**Source material:**
━━━━━━━━━━━━━━━━━━━━

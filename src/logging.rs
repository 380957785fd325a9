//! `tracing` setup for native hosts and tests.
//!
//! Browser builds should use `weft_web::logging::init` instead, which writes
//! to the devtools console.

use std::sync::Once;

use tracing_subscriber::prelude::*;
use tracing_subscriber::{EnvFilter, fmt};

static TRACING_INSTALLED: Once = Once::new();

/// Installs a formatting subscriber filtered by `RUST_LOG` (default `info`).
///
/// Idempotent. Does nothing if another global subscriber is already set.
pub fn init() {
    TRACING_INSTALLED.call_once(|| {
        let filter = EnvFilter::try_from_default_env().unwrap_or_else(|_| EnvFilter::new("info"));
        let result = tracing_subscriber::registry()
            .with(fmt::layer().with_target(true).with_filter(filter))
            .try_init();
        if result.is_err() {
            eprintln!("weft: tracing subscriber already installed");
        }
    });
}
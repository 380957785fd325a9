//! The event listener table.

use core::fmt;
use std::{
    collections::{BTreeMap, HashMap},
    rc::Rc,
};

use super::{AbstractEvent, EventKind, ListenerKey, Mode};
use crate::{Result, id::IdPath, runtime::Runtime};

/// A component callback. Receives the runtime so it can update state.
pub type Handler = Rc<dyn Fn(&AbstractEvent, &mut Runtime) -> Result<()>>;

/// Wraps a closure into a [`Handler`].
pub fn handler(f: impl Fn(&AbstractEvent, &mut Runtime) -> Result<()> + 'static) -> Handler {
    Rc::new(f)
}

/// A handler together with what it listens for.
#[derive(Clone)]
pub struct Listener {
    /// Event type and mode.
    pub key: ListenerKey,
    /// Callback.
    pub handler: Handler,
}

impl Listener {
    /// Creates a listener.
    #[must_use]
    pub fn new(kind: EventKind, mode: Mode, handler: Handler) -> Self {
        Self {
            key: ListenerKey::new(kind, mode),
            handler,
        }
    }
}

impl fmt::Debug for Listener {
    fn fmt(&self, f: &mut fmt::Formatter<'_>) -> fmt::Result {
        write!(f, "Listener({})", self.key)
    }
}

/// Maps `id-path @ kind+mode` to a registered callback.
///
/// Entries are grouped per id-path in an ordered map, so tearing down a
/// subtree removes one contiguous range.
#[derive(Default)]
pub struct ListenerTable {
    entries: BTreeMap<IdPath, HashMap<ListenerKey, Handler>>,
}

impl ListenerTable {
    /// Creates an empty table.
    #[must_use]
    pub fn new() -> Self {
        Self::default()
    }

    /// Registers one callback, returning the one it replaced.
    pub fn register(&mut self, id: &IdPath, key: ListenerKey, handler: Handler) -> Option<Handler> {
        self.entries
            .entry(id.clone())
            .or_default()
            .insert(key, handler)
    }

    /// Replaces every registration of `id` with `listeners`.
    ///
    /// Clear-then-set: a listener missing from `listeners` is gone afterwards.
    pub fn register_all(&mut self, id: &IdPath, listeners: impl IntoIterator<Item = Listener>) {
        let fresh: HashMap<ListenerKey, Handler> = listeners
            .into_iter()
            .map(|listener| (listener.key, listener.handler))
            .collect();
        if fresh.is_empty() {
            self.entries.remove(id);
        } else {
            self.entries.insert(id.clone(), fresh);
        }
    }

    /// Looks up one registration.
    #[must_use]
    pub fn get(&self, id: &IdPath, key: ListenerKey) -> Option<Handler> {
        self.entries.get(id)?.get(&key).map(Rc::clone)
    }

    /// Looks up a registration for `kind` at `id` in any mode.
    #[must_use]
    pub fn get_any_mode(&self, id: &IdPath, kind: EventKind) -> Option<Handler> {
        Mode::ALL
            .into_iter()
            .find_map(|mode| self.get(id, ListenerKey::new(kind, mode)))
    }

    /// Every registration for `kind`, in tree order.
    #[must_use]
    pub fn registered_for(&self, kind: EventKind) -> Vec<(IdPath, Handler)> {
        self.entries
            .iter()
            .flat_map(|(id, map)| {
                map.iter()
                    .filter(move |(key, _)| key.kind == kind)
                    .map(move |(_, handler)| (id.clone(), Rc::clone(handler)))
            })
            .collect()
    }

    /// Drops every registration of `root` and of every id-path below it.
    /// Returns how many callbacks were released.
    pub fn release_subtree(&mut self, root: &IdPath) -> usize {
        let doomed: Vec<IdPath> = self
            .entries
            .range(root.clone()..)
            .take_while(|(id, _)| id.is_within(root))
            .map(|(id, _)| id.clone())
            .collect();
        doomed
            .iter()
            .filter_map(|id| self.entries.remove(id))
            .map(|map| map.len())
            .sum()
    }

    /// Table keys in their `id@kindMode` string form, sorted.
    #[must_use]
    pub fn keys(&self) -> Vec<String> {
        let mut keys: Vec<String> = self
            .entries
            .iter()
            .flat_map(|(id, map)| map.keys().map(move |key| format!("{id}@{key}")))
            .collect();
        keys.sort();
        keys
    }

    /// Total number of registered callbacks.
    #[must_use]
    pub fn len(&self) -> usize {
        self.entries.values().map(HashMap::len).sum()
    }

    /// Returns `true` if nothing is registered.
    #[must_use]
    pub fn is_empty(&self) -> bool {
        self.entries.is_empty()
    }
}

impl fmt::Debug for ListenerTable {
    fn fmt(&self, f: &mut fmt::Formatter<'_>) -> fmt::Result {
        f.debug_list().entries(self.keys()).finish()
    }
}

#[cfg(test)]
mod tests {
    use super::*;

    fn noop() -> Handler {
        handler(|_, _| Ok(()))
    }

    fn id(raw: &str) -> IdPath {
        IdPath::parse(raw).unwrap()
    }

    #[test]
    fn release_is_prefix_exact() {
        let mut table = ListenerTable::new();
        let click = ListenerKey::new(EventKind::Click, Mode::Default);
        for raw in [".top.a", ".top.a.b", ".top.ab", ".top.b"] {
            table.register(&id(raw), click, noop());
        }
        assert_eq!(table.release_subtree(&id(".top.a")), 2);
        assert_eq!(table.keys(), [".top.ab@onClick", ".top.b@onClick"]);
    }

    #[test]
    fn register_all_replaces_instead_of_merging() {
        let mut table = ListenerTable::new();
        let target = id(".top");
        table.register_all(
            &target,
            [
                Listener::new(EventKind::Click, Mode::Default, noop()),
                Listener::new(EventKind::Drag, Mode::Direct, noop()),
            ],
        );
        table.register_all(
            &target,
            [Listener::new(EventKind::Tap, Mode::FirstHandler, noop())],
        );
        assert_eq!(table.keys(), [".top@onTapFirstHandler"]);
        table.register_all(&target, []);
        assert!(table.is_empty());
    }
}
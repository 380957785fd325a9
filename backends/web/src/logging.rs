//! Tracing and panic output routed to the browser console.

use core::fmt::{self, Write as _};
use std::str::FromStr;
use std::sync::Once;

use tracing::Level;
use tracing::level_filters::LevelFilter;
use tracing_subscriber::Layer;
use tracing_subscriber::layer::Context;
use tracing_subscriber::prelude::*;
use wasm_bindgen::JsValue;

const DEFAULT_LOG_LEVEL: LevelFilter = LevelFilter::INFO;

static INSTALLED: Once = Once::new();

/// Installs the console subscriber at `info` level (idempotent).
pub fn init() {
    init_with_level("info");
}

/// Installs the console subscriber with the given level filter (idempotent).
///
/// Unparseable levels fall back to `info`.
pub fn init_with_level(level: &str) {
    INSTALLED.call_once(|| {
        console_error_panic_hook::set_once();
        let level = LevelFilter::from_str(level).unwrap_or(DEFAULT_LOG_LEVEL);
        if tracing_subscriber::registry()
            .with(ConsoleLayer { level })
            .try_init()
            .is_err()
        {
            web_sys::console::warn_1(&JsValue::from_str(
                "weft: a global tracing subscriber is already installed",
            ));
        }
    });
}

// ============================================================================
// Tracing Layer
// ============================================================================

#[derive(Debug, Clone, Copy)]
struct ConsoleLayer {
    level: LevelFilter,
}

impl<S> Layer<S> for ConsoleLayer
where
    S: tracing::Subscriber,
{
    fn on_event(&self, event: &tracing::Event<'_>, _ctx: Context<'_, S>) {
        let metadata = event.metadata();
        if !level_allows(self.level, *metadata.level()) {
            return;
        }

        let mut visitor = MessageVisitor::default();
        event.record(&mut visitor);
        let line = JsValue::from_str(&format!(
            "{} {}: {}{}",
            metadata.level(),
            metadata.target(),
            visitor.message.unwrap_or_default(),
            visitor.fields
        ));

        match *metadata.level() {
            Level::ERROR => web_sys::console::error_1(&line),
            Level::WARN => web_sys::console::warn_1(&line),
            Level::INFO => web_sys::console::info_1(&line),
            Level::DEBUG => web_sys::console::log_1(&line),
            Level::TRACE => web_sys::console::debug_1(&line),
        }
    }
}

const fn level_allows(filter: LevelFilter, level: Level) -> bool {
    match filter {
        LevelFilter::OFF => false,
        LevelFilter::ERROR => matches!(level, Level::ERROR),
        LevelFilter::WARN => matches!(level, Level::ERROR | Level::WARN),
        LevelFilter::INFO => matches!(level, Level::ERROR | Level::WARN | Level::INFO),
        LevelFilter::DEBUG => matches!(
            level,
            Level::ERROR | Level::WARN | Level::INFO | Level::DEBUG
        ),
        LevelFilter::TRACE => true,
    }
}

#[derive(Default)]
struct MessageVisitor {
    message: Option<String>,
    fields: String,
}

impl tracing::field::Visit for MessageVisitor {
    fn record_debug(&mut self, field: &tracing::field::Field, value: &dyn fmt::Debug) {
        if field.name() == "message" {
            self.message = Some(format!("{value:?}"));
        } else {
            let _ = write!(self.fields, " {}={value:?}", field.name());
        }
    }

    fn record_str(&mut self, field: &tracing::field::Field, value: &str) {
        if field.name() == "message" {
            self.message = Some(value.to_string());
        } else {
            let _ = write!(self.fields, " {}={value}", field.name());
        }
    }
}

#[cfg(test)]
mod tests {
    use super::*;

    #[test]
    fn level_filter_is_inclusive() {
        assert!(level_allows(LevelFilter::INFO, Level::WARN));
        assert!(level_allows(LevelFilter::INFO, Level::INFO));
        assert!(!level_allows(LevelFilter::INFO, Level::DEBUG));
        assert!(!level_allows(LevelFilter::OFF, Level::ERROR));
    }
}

━━━━━━━━━━━━━━━━━━━━

**What is needed:** Find each line in the listing above that contains "Looks", and copy that line.

**Solved exercise:**
    /// Looks up one registration.
    /// Looks up a registration for `kind` at `id` in any mode.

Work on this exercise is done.